◆ PROBLEM REQUIREMENTS
Please determine how many lines of the material include the word "generated", and respond with nothing but that number.

*** EXTRACTED MATERIAL Section Begins ***

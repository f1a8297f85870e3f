//! Duration strings
//!
//! Accepts `"500ms"`, `"60s"`, `"5min"`, `"1h"`. A bare number is taken as
//! milliseconds.

/// Parse a duration string into milliseconds
pub fn parse_duration_ms(value: &str) -> Option<u32> {
    let value = value.trim();
    let split = value
        .find(|c: char| !c.is_ascii_digit())
        .unwrap_or(value.len());
    let (number, unit) = value.split_at(split);
    if number.is_empty() {
        return None;
    }
    let number: u64 = number.parse().ok()?;

    let factor: u64 = match unit.trim() {
        "" | "ms" => 1,
        "s" => 1_000,
        "min" => 60_000,
        "h" => 3_600_000,
        _ => return None,
    };

    u32::try_from(number.checked_mul(factor)?).ok()
}
//! Instruction model for the generated program
//!
//! Components never produce target source directly. They push abstract
//! instructions into a [`Program`], which a [`backend::Backend`] lowers.

pub mod backend;
pub mod instruction;
pub mod program;

pub use backend::{Backend, CppBackend, LibraryManifest};
pub use instruction::*;
pub use program::Program;
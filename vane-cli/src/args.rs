//! Command line arguments

use std::path::PathBuf;

use clap::{Parser, Subcommand, ValueEnum};
use vane_core::platform::Platform;

/// Compile device configurations into construction programs
#[derive(Debug, Parser)]
#[command(name = "vane")]
#[command(version = env!("CARGO_PKG_VERSION"))]
#[command(arg_required_else_help = true)]
pub struct Cli {
    /// Increase log verbosity (-v debug, -vv trace)
    #[arg(short, long, action = clap::ArgAction::Count, global = true)]
    pub verbose: u8,

    #[command(subcommand)]
    pub command: Command,
}

#[derive(Debug, Subcommand)]
pub enum Command {
    /// Validate a configuration file and report every invalid field
    Validate {
        /// Configuration file (TOML)
        file: PathBuf,

        /// Validate for this platform instead of `device.platform`
        #[arg(short, long, value_parser = parse_platform)]
        platform: Option<Platform>,
    },
    /// Generate the device program for a configuration file
    Compile {
        /// Configuration file (TOML)
        file: PathBuf,

        /// Generate for this platform instead of `device.platform`
        #[arg(short, long, value_parser = parse_platform)]
        platform: Option<Platform>,

        /// Output format
        #[arg(short, long, value_enum, default_value_t = Emit::Cpp)]
        emit: Emit,

        /// Write to a file instead of stdout
        #[arg(short, long)]
        output: Option<PathBuf>,
    },
    /// List supported target platforms
    Platforms,
}

/// Output formats for `compile`
#[derive(Debug, Clone, Copy, PartialEq, Eq, ValueEnum)]
pub enum Emit {
    /// C++ statements for the `setup()` body
    Cpp,
    /// PlatformIO `lib_deps` block
    Libs,
    /// Instruction list as JSON
    Json,
    /// Instruction list as postcard bytes
    Postcard,
}

fn parse_platform(s: &str) -> Result<Platform, String> {
    s.parse()
        .map_err(|_| format!("unknown platform {s:?}"))
}
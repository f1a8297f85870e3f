//! Platform dependency selection
//!
//! A selector is a fixed, ordered table of `(predicate, descriptor)` rules.
//! The first rule whose predicate accepts the platform wins; if none does,
//! nothing is selected.

use super::DependencyDescriptor;
use crate::platform::Platform;

/// One selection rule
#[derive(Debug, Clone, Copy)]
pub struct DependencyRule {
    pub matches: fn(Platform) -> bool,
    pub descriptor: DependencyDescriptor,
}

impl DependencyRule {
    pub const fn new(matches: fn(Platform) -> bool, descriptor: DependencyDescriptor) -> Self {
        Self {
            matches,
            descriptor,
        }
    }
}

/// Pick the descriptor of the first matching rule
pub fn select(rules: &[DependencyRule], platform: Platform) -> Option<DependencyDescriptor> {
    rules
        .iter()
        .find(|rule| (rule.matches)(platform))
        .map(|rule| rule.descriptor)
}
//! Validated configuration tree
//!
//! An ordered mapping from field keys to values. Trees are produced once by
//! the validator and treated as read-only afterwards.

use alloc::string::String;
use alloc::vec::Vec;

#[cfg(feature = "serde")]
use serde::{Deserialize, Serialize};

use super::ids::Id;

/// A single configuration value
#[derive(Debug, Clone, PartialEq, Eq)]
#[cfg_attr(feature = "serde", derive(Serialize, Deserialize))]
pub enum Value {
    Bool(bool),
    Str(String),
    /// Duration in milliseconds
    Duration(u32),
    /// Reference to a declared object
    Id(Id),
    List(Vec<Value>),
    Tree(ConfigTree),
}

impl Value {
    /// Build a list of string values from labels
    pub fn str_list(labels: &[&str]) -> Self {
        Value::List(labels.iter().map(|l| Value::Str(String::from(*l))).collect())
    }

    pub fn as_bool(&self) -> Option<bool> {
        match self {
            Value::Bool(b) => Some(*b),
            _ => None,
        }
    }

    pub fn as_str(&self) -> Option<&str> {
        match self {
            Value::Str(s) => Some(s),
            _ => None,
        }
    }

    pub fn as_tree(&self) -> Option<&ConfigTree> {
        match self {
            Value::Tree(t) => Some(t),
            _ => None,
        }
    }
}

/// Ordered key/value configuration
#[derive(Debug, Clone, Default, PartialEq, Eq)]
#[cfg_attr(feature = "serde", derive(Serialize, Deserialize))]
pub struct ConfigTree {
    entries: Vec<(String, Value)>,
}

impl ConfigTree {
    pub fn new() -> Self {
        Self::default()
    }

    /// Insert a value
    ///
    /// Replacing an existing key keeps its original position.
    pub fn insert(&mut self, key: &str, value: Value) {
        match self.entries.iter_mut().find(|(k, _)| k == key) {
            Some((_, slot)) => *slot = value,
            None => self.entries.push((String::from(key), value)),
        }
    }

    /// Builder form of [`insert`](Self::insert)
    pub fn with(mut self, key: &str, value: Value) -> Self {
        self.insert(key, value);
        self
    }

    /// Remove a key, returning its value
    pub fn remove(&mut self, key: &str) -> Option<Value> {
        let index = self.entries.iter().position(|(k, _)| k == key)?;
        Some(self.entries.remove(index).1)
    }

    pub fn get(&self, key: &str) -> Option<&Value> {
        self.entries.iter().find(|(k, _)| k == key).map(|(_, v)| v)
    }

    /// Key presence, independent of the value
    pub fn contains_key(&self, key: &str) -> bool {
        self.entries.iter().any(|(k, _)| k == key)
    }

    /// Value of a key the validator always fills in
    ///
    /// Required, defaulted and generated fields are never absent from a
    /// validated tree. Debug builds panic when one is missing.
    pub fn validated(&self, key: &str) -> Option<&Value> {
        let value = self.get(key);
        debug_assert!(value.is_some(), "validated key `{}` is missing", key);
        value
    }

    pub fn get_bool(&self, key: &str) -> Option<bool> {
        self.get(key).and_then(Value::as_bool)
    }

    pub fn get_str(&self, key: &str) -> Option<&str> {
        self.get(key).and_then(Value::as_str)
    }

    pub fn get_tree(&self, key: &str) -> Option<&ConfigTree> {
        self.get(key).and_then(Value::as_tree)
    }

    pub fn get_id(&self, key: &str) -> Option<&Id> {
        match self.get(key)? {
            Value::Id(id) => Some(id),
            _ => None,
        }
    }

    pub fn get_duration_ms(&self, key: &str) -> Option<u32> {
        match self.get(key)? {
            Value::Duration(ms) => Some(*ms),
            _ => None,
        }
    }

    pub fn keys(&self) -> impl Iterator<Item = &str> {
        self.entries.iter().map(|(k, _)| k.as_str())
    }

    pub fn len(&self) -> usize {
        self.entries.len()
    }

    pub fn is_empty(&self) -> bool {
        self.entries.is_empty()
    }
}

impl<'a> FromIterator<(&'a str, Value)> for ConfigTree {
    fn from_iter<I: IntoIterator<Item = (&'a str, Value)>>(iter: I) -> Self {
        let mut tree = ConfigTree::new();
        for (key, value) in iter {
            tree.insert(key, value);
        }
        tree
    }
}

#[cfg(test)]
mod tests {
    use super::*;

    #[test]
    fn test_insert_preserves_order() {
        let tree = ConfigTree::new()
            .with("b", Value::Bool(true))
            .with("a", Value::Duration(3))
            .with("b", Value::Bool(false));

        let keys: Vec<&str> = tree.keys().collect();
        assert_eq!(keys, ["b", "a"]);
        assert_eq!(tree.get_bool("b"), Some(false));
    }

    #[test]
    fn test_presence_is_not_truthiness() {
        let tree = ConfigTree::new()
            .with("empty", Value::Tree(ConfigTree::new()))
            .with("off", Value::Bool(false));

        assert!(tree.contains_key("empty"));
        assert!(tree.contains_key("off"));
        assert!(!tree.contains_key("missing"));
    }

    #[test]
    fn test_typed_getters() {
        let tree = ConfigTree::new()
            .with("name", Value::Str(String::from("AC")))
            .with("update_interval", Value::Duration(60_000));

        assert_eq!(tree.get_str("name"), Some("AC"));
        assert_eq!(tree.get_duration_ms("update_interval"), Some(60_000));
        assert_eq!(tree.get_bool("name"), None);
    }

    #[test]
    fn test_remove() {
        let mut tree = ConfigTree::new()
            .with("a", Value::Bool(true))
            .with("b", Value::Bool(false));
        assert_eq!(tree.remove("a"), Some(Value::Bool(true)));
        assert_eq!(tree.len(), 1);
        assert_eq!(tree.remove("a"), None);
    }

    #[test]
    fn test_validated_returns_present_values() {
        let tree = ConfigTree::new().with("flag", Value::Bool(false));
        assert_eq!(tree.validated("flag"), Some(&Value::Bool(false)));
    }

    #[test]
    #[cfg(debug_assertions)]
    #[should_panic(expected = "validated key `flag` is missing")]
    fn test_validated_panics_on_missing_key() {
        ConfigTree::new().validated("flag");
    }
}
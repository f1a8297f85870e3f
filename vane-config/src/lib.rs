//! Configuration loading and validation
//!
//! Reads a TOML device configuration, validates every component against
//! its schema from `vane-core`, applies defaults and generates missing ids.
//! The result is a [`Document`] of immutable configuration trees ready for
//! code generation.

pub mod document;
pub mod duration;
pub mod error;
pub mod loader;
pub mod validate;

pub use document::{DeviceConfig, Document};
pub use error::{ConfigError, FieldError, FieldErrorKind, ValidationErrors};
pub use loader::{load_file, parse_document, LoadOptions};
pub use validate::validate_document;
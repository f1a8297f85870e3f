//! Error types for configuration loading

use std::fmt;
use std::path::PathBuf;

use thiserror::Error;
use vane_core::platform::{Framework, Platform};

/// What is wrong with a single field
#[derive(Debug, Clone, PartialEq, Eq, Error)]
pub enum FieldErrorKind {
    #[error("required field is missing")]
    Missing,

    #[error("unknown key")]
    UnknownKey,

    #[error("expected {expected}, found {found}")]
    TypeMismatch {
        expected: &'static str,
        found: &'static str,
    },

    #[error("invalid duration {0:?} (use ms, s, min or h)")]
    InvalidDuration(String),

    #[error("invalid id {0:?}")]
    InvalidId(String),

    #[error("id {0:?} is declared more than once")]
    DuplicateId(String),

    #[error("unknown platform {0:?}")]
    UnknownPlatform(String),

    #[error("unknown framework {0:?}")]
    UnknownFramework(String),

    #[error("unknown component")]
    UnknownComponent,

    #[error("component is not available on {0}")]
    UnsupportedPlatform(Platform),

    #[error("component requires the {0} framework")]
    RequiresFramework(Framework),
}

/// A field level validation error
#[derive(Debug, Clone, PartialEq, Eq, Error)]
#[error("{path}: {kind}")]
pub struct FieldError {
    /// Dotted path, e.g. `climate[0].vertical_swing_select.name`
    pub path: String,
    pub kind: FieldErrorKind,
}

impl FieldError {
    pub fn new(path: impl Into<String>, kind: FieldErrorKind) -> Self {
        Self {
            path: path.into(),
            kind,
        }
    }
}

/// Every field error found in one document
#[derive(Debug, Clone, Default, PartialEq, Eq)]
pub struct ValidationErrors(pub Vec<FieldError>);

impl ValidationErrors {
    pub fn is_empty(&self) -> bool {
        self.0.is_empty()
    }

    pub fn len(&self) -> usize {
        self.0.len()
    }

    pub fn iter(&self) -> impl Iterator<Item = &FieldError> {
        self.0.iter()
    }

    /// Find the first error at `path`
    pub fn at(&self, path: &str) -> Option<&FieldErrorKind> {
        self.0.iter().find(|e| e.path == path).map(|e| &e.kind)
    }
}

impl fmt::Display for ValidationErrors {
    fn fmt(&self, f: &mut fmt::Formatter<'_>) -> fmt::Result {
        write!(f, "{} invalid field(s)", self.0.len())?;
        for error in &self.0 {
            write!(f, "\n  - {}", error)?;
        }
        Ok(())
    }
}

impl std::error::Error for ValidationErrors {}

/// Configuration loading errors
#[derive(Debug, Error)]
pub enum ConfigError {
    #[error("failed to read {path}: {source}")]
    Io {
        path: PathBuf,
        #[source]
        source: std::io::Error,
    },

    #[error("invalid TOML: {0}")]
    Toml(#[from] toml::de::Error),

    #[error("invalid configuration: {0}")]
    Invalid(#[from] ValidationErrors),
}
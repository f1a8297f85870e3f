//! AsyncTCP library integration
//!
//! Has no configuration of its own. Enabling it links the asynchronous TCP
//! library matching the target chip family.

use crate::codegen::{Instruction, Program};
use crate::config::Schema;
use crate::deps::{select, DependencyDescriptor, DependencyRule};
use crate::platform::{Framework, Platform};

pub static CONFIG_SCHEMA: Schema = Schema::new(&[]);

/// Platforms the component may be enabled on
pub const SUPPORTED_PLATFORMS: &[Platform] = &[
    Platform::Esp32,
    Platform::Esp8266,
    Platform::Bk72xx,
    Platform::Rtl87xx,
];

pub const REQUIRED_FRAMEWORK: Framework = Framework::Arduino;

/// Runs before ordinary components so dependants see the library
pub const PRIORITY: i16 = 200;

/// Library selection table
///
/// LibreTiny chips ship the library in their core, so they have no rule.
pub const LIBRARIES: &[DependencyRule] = &[
    DependencyRule::new(
        Platform::is_esp32,
        DependencyDescriptor::from_source(
            "AsyncTCP-esphome",
            "https://github.com/libretiny-eu/AsyncTCP",
        ),
    ),
    DependencyRule::new(
        Platform::is_esp8266,
        DependencyDescriptor::versioned("esphome/ESPAsyncTCP-esphome", "1.2.3"),
    ),
];

pub fn select_library(platform: Platform) -> Option<DependencyDescriptor> {
    select(LIBRARIES, platform)
}

pub fn to_code(program: &mut Program, platform: Platform) {
    if let Some(library) = select_library(platform) {
        program.push(Instruction::AddDependency(library));
    }
}
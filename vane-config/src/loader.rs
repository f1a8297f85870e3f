//! Configuration loader
//!
//! Reads a TOML file from disk, parses it and runs schema validation.

use std::fs;
use std::path::Path;

use toml::Table;
use tracing::{debug, info, warn};

use vane_core::components::ComponentKind;
use vane_core::platform::Platform;

use crate::document::Document;
use crate::error::ConfigError;
use crate::validate::validate_document;

/// Options applied while loading a document
#[derive(Debug, Clone, Copy, Default, PartialEq, Eq)]
pub struct LoadOptions {
    /// Overrides `device.platform` from the file
    pub platform: Option<Platform>,
}

/// Load and validate a configuration file
pub fn load_file(path: &Path, options: &LoadOptions) -> Result<Document, ConfigError> {
    let source = fs::read_to_string(path).map_err(|source| ConfigError::Io {
        path: path.to_path_buf(),
        source,
    })?;
    debug!("Read {} bytes of TOML from {}", source.len(), path.display());
    parse_document(&source, options)
}

/// Parse and validate configuration text
pub fn parse_document(source: &str, options: &LoadOptions) -> Result<Document, ConfigError> {
    let root: Table = toml::from_str(source).map_err(|e| {
        warn!("TOML parse error: {}", e);
        ConfigError::from(e)
    })?;

    let document = validate_document(&root, options).map_err(|errors| {
        warn!("Configuration has {} invalid field(s)", errors.len());
        ConfigError::from(errors)
    })?;

    log_document_summary(&document);
    Ok(document)
}

/// Log a summary of the validated document
fn log_document_summary(document: &Document) {
    let target = document.target();
    info!(
        "Configuration for {} loaded ({} on {})",
        document.device.name, target.platform, target.framework
    );
    for kind in ComponentKind::ALL {
        let count = document.count(*kind);
        if count > 0 {
            debug!("  {} x {}", count, kind.domain());
        }
    }
}
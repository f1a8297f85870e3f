//! External library dependencies
//!
//! - [`DependencyDescriptor`] - identifies a library the generated program links
//! - [`selector`] - picks a descriptor for the target platform

pub mod selector;

use core::fmt;

#[cfg(feature = "serde")]
use serde::Serialize;

pub use selector::{select, DependencyRule};

/// External library required by the generated program
#[derive(Debug, Clone, Copy, PartialEq, Eq)]
#[cfg_attr(feature = "defmt", derive(defmt::Format))]
#[cfg_attr(feature = "serde", derive(Serialize))]
pub struct DependencyDescriptor {
    /// Library name (registry name or package identifier)
    pub name: &'static str,
    /// Pinned registry version
    pub version: Option<&'static str>,
    /// Source location (git URL), used instead of the registry
    pub source: Option<&'static str>,
}

impl DependencyDescriptor {
    /// Library resolved from the registry at a pinned version
    pub const fn versioned(name: &'static str, version: &'static str) -> Self {
        Self {
            name,
            version: Some(version),
            source: None,
        }
    }

    /// Library fetched from a source location
    pub const fn from_source(name: &'static str, source: &'static str) -> Self {
        Self {
            name,
            version: None,
            source: Some(source),
        }
    }
}

/// Renders in PlatformIO `lib_deps` form
impl fmt::Display for DependencyDescriptor {
    fn fmt(&self, f: &mut fmt::Formatter<'_>) -> fmt::Result {
        match (self.version, self.source) {
            (_, Some(source)) => write!(f, "{}={}", self.name, source),
            (Some(version), None) => write!(f, "{}@{}", self.name, version),
            (None, None) => f.write_str(self.name),
        }
    }
}
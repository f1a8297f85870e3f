//! Conditional sub-component composition
//!
//! Given a parent object and its validated configuration, emit the
//! parent's capability call followed by declare/register/wire triples for
//! every slot present in the configuration.

pub mod composer;
pub mod slot;

pub use composer::compose;
pub use slot::{CompositeDef, FlagDef, SlotDef};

*** EXTRACTED MATERIAL Section Ends ***

◆ OUTPUT FOR THIS TASK
4